» **Records to process**
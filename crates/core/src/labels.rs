//! Presentation keys for the search overlay and the labelled panel view a
//! front-end renders. String lookup itself is delegated to a [`Translator`].

use serde::Serialize;
use std::collections::HashMap;
use std::path::Path;

use crate::catalog::PriceBounds;
use crate::draft::DraftState;
use crate::error::LoadError;
use crate::types::{CertStatus, ProductCategory, SearchScope};

pub const KEY_PLACEHOLDER: &str = "header.searchPlaceholder";
pub const KEY_SEARCH_IN: &str = "search.searchIn";
pub const KEY_FILTERS: &str = "search.filters";
pub const KEY_CATEGORY: &str = "search.category";
pub const KEY_PRICE_RANGE: &str = "marketplace.priceRange";
pub const KEY_CERT_STATUS: &str = "search.certificationStatus";
pub const KEY_CLEAR_ALL: &str = "search.clearAll";
pub const KEY_SEARCH_BUTTON: &str = "search.searchButton";

/// Read-only string lookup keyed by id.
pub trait Translator {
    fn t(&self, key: &str) -> String;
}

/// Returns every key unchanged. Useful when no translation table is loaded.
pub struct KeyEcho;

impl Translator for KeyEcho {
    fn t(&self, key: &str) -> String {
        key.to_string()
    }
}

/// Flat key -> text table. Missing keys fall back to the key itself.
#[derive(Debug, Clone, Default)]
pub struct TranslationTable {
    entries: HashMap<String, String>,
}

impl TranslationTable {
    pub fn new(entries: HashMap<String, String>) -> Self {
        Self { entries }
    }

    /// Load a flat JSON object of key -> text.
    pub fn load(path: &Path) -> Result<Self, LoadError> {
        let content = std::fs::read_to_string(path)
            .map_err(|source| LoadError::Read { path: path.display().to_string(), source })?;
        let entries = serde_json::from_str(&content)
            .map_err(|source| LoadError::Parse { path: path.display().to_string(), source })?;
        Ok(Self { entries })
    }
}

impl Translator for TranslationTable {
    fn t(&self, key: &str) -> String {
        self.entries.get(key).cloned().unwrap_or_else(|| key.to_string())
    }
}

// ---------------------------------------------------------------------------
// Enum -> key mapping
// ---------------------------------------------------------------------------

pub fn scope_key(scope: SearchScope) -> &'static str {
    match scope {
        SearchScope::All => "search.scopeAll",
        SearchScope::Products => "search.scopeProducts",
        SearchScope::Certificates => "search.scopeCertificates",
    }
}

pub fn category_key(category: ProductCategory) -> String {
    format!("marketplace.categories.{}", category.as_str())
}

pub fn cert_status_key(status: CertStatus) -> &'static str {
    match status {
        CertStatus::All => "home.news.categories.all",
        CertStatus::Certified => "certCheck.statusCertified",
        CertStatus::Expired => "certCheck.statusExpired",
        CertStatus::NotCertified => "certCheck.statusNotCertified",
    }
}

// ---------------------------------------------------------------------------
// Panel view
// ---------------------------------------------------------------------------

#[derive(Debug, Clone, PartialEq, Serialize)]
pub struct LabelledOption {
    pub value: &'static str,
    pub label: String,
    pub selected: bool,
}

#[derive(Debug, Clone, PartialEq, Serialize)]
#[serde(rename_all = "camelCase")]
pub struct PriceRangeView {
    pub label: String,
    pub min: f64,
    pub max: f64,
    pub value_min: f64,
    pub value_max: f64,
}

#[derive(Debug, Clone, PartialEq, Serialize)]
pub struct SelectView {
    pub label: String,
    pub options: Vec<LabelledOption>,
}

/// Everything the overlay shows for the current draft. Sections that do not
/// apply to the selected scope are `None`.
#[derive(Debug, Clone, PartialEq, Serialize)]
#[serde(rename_all = "camelCase")]
pub struct PanelView {
    pub placeholder: String,
    pub query: String,
    pub scopes_label: String,
    pub scopes: Vec<LabelledOption>,
    pub filters_label: String,
    pub category: Option<SelectView>,
    pub price: Option<PriceRangeView>,
    pub cert_status: Option<SelectView>,
    pub clear_label: String,
    pub search_label: String,
}

impl PanelView {
    pub fn build(draft: &DraftState, bounds: PriceBounds, tr: &dyn Translator) -> Self {
        let scope = draft.scope;
        let filters = &draft.filters;

        let scopes = SearchScope::ALL
            .into_iter()
            .map(|s| LabelledOption { value: s.as_str(), label: tr.t(scope_key(s)), selected: s == scope })
            .collect();

        let category = scope.shows_product_filters().then(|| {
            let current = filters.effective_category();
            SelectView {
                label: tr.t(KEY_CATEGORY),
                options: ProductCategory::ALL
                    .into_iter()
                    .map(|c| LabelledOption {
                        value: c.as_str(),
                        label: tr.t(&category_key(c)),
                        selected: c == current,
                    })
                    .collect(),
            }
        });

        let price = scope.shows_product_filters().then(|| PriceRangeView {
            label: tr.t(KEY_PRICE_RANGE),
            min: bounds.min,
            max: bounds.max,
            value_min: filters.min_price.unwrap_or(bounds.min),
            value_max: filters.max_price.unwrap_or(bounds.max),
        });

        let cert_status = scope.shows_certificate_filters().then(|| {
            let current = filters.effective_cert_status();
            SelectView {
                label: tr.t(KEY_CERT_STATUS),
                options: CertStatus::ALL
                    .into_iter()
                    .map(|s| LabelledOption {
                        value: s.as_str(),
                        label: tr.t(cert_status_key(s)),
                        selected: s == current,
                    })
                    .collect(),
            }
        });

        PanelView {
            placeholder: tr.t(KEY_PLACEHOLDER),
            query: draft.query.clone(),
            scopes_label: tr.t(KEY_SEARCH_IN),
            scopes,
            filters_label: tr.t(KEY_FILTERS),
            category,
            price,
            cert_status,
            clear_label: tr.t(KEY_CLEAR_ALL),
            search_label: tr.t(KEY_SEARCH_BUTTON),
        }
    }
}
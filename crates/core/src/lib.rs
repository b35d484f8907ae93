//! MarketScope core: the search overlay of the marketplace front-end.
//!
//! Reconciles a free-text query, an explicit search scope, and scope-dependent
//! filters into one committed search request, while keeping an uncommitted
//! draft responsive to rapid typing.
//!
//! # Modules
//!
//! - [`types`]: Scopes, filter enumerations, committed request, configuration
//! - [`catalog`]: Catalog snapshots and derived price bounds
//! - [`debounce`]: Cancellable single-shot debounce over tokio timers
//! - [`draft`]: Draft filter state and control commands
//! - [`error`]: Errors for loading JSON inputs
//! - [`state`]: Shared search state (single writer, many readers)
//! - [`coordinator`]: Panel lifecycle, scope inference, and commit
//! - [`labels`]: Translation keys and the labelled panel view

pub mod catalog;
pub mod coordinator;
pub mod debounce;
pub mod draft;
pub mod error;
pub mod labels;
pub mod state;
pub mod types;

use std::time::Duration;

use tracing::{debug, warn};

use catalog::PriceBounds;
use types::{ReseedPolicy, SearchConfig};

// ---------------------------------------------------------------------------
// .marketscope.toml config loading
// ---------------------------------------------------------------------------

/// Known keys in `.marketscope.toml` for config validation.
const KNOWN_CONFIG_KEYS: &[&str] = &["debounce_ms", "reseed_policy", "fallback_min", "fallback_max"];

/// Simple Levenshtein edit distance for typo suggestions.
fn edit_distance(a: &str, b: &str) -> usize {
    let (a, b) = (a.as_bytes(), b.as_bytes());
    let mut prev: Vec<usize> = (0..=b.len()).collect();
    let mut curr = vec![0; b.len() + 1];
    for (i, &ca) in a.iter().enumerate() {
        curr[0] = i + 1;
        for (j, &cb) in b.iter().enumerate() {
            let cost = if ca == cb { 0 } else { 1 };
            curr[j + 1] = (prev[j + 1] + 1).min(curr[j] + 1).min(prev[j] + cost);
        }
        std::mem::swap(&mut prev, &mut curr);
    }
    prev[b.len()]
}

fn as_number(value: &toml::Value) -> Option<f64> {
    value.as_float().or_else(|| value.as_integer().map(|i| i as f64)).filter(|f| f.is_finite())
}

/// Numeric config value under `key`; a present but non-numeric value is
/// warned about and treated as absent.
fn config_number(table: &toml::Table, key: &str) -> Option<f64> {
    let value = table.get(key)?;
    let number = as_number(value);
    if number.is_none() {
        warn!(key, value = %value, "{key} must be a finite number");
    }
    number
}

/// Load search configuration from `.marketscope.toml` in the given directory.
///
/// Returns a [`SearchConfig`] with defaults merged with any overrides from the
/// config file. A missing or unparsable file yields defaults (the latter with a
/// warning). Unknown keys and invalid values are warned about and skipped.
pub fn load_marketscope_config(dir: &std::path::Path) -> SearchConfig {
    let mut config = SearchConfig::default();
    let config_path = dir.join(".marketscope.toml");

    if !config_path.exists() {
        return config;
    }
    debug!(path = %config_path.display(), "Loading .marketscope.toml");

    let content = match std::fs::read_to_string(&config_path) {
        Ok(c) => c,
        Err(e) => {
            warn!(error = %e, "Could not read .marketscope.toml");
            return config;
        }
    };
    let table = match content.parse::<toml::Table>() {
        Ok(t) => t,
        Err(e) => {
            warn!(error = %e, "Failed to parse .marketscope.toml");
            return config;
        }
    };

    // Validate keys, warn on unknown
    for key in table.keys() {
        if KNOWN_CONFIG_KEYS.contains(&key.as_str()) {
            continue;
        }
        let suggestion = KNOWN_CONFIG_KEYS
            .iter()
            .min_by_key(|k| edit_distance(key, k))
            .copied()
            .unwrap_or_default();
        if edit_distance(key, suggestion) <= 3 {
            warn!(
                key = key.as_str(),
                suggestion,
                "Unknown key in .marketscope.toml; did you mean '{suggestion}'?"
            );
        } else {
            warn!(
                key = key.as_str(),
                "Unknown key in .marketscope.toml (known keys: {})",
                KNOWN_CONFIG_KEYS.join(", ")
            );
        }
    }

    // debounce_ms
    if let Some(v) = table.get("debounce_ms") {
        match v.as_integer().and_then(|ms| u64::try_from(ms).ok()) {
            Some(ms) => config.debounce = Duration::from_millis(ms),
            None => warn!(value = %v, "debounce_ms must be a non-negative integer"),
        }
    }

    // reseed_policy
    if let Some(v) = table.get("reseed_policy") {
        match v.as_str().map(str::parse::<ReseedPolicy>) {
            Some(Ok(policy)) => config.reseed_policy = policy,
            Some(Err(e)) => warn!("{e}"),
            None => warn!(value = %v, "reseed_policy must be a string"),
        }
    }

    // fallback_min / fallback_max are applied together so min <= max holds
    let min = config_number(&table, "fallback_min").unwrap_or(config.fallback_bounds.min);
    let max = config_number(&table, "fallback_max").unwrap_or(config.fallback_bounds.max);
    if min <= max {
        config.fallback_bounds = PriceBounds { min, max };
    } else {
        warn!(min, max, "fallback_min is greater than fallback_max, keeping defaults");
    }

    config
}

» **Problem statement**
Every line holding the word "filename" should be copied out of the material.

» **Response to this exercise**
filename crates/core/src/labels.rs
filename crates/core/src/lib.rs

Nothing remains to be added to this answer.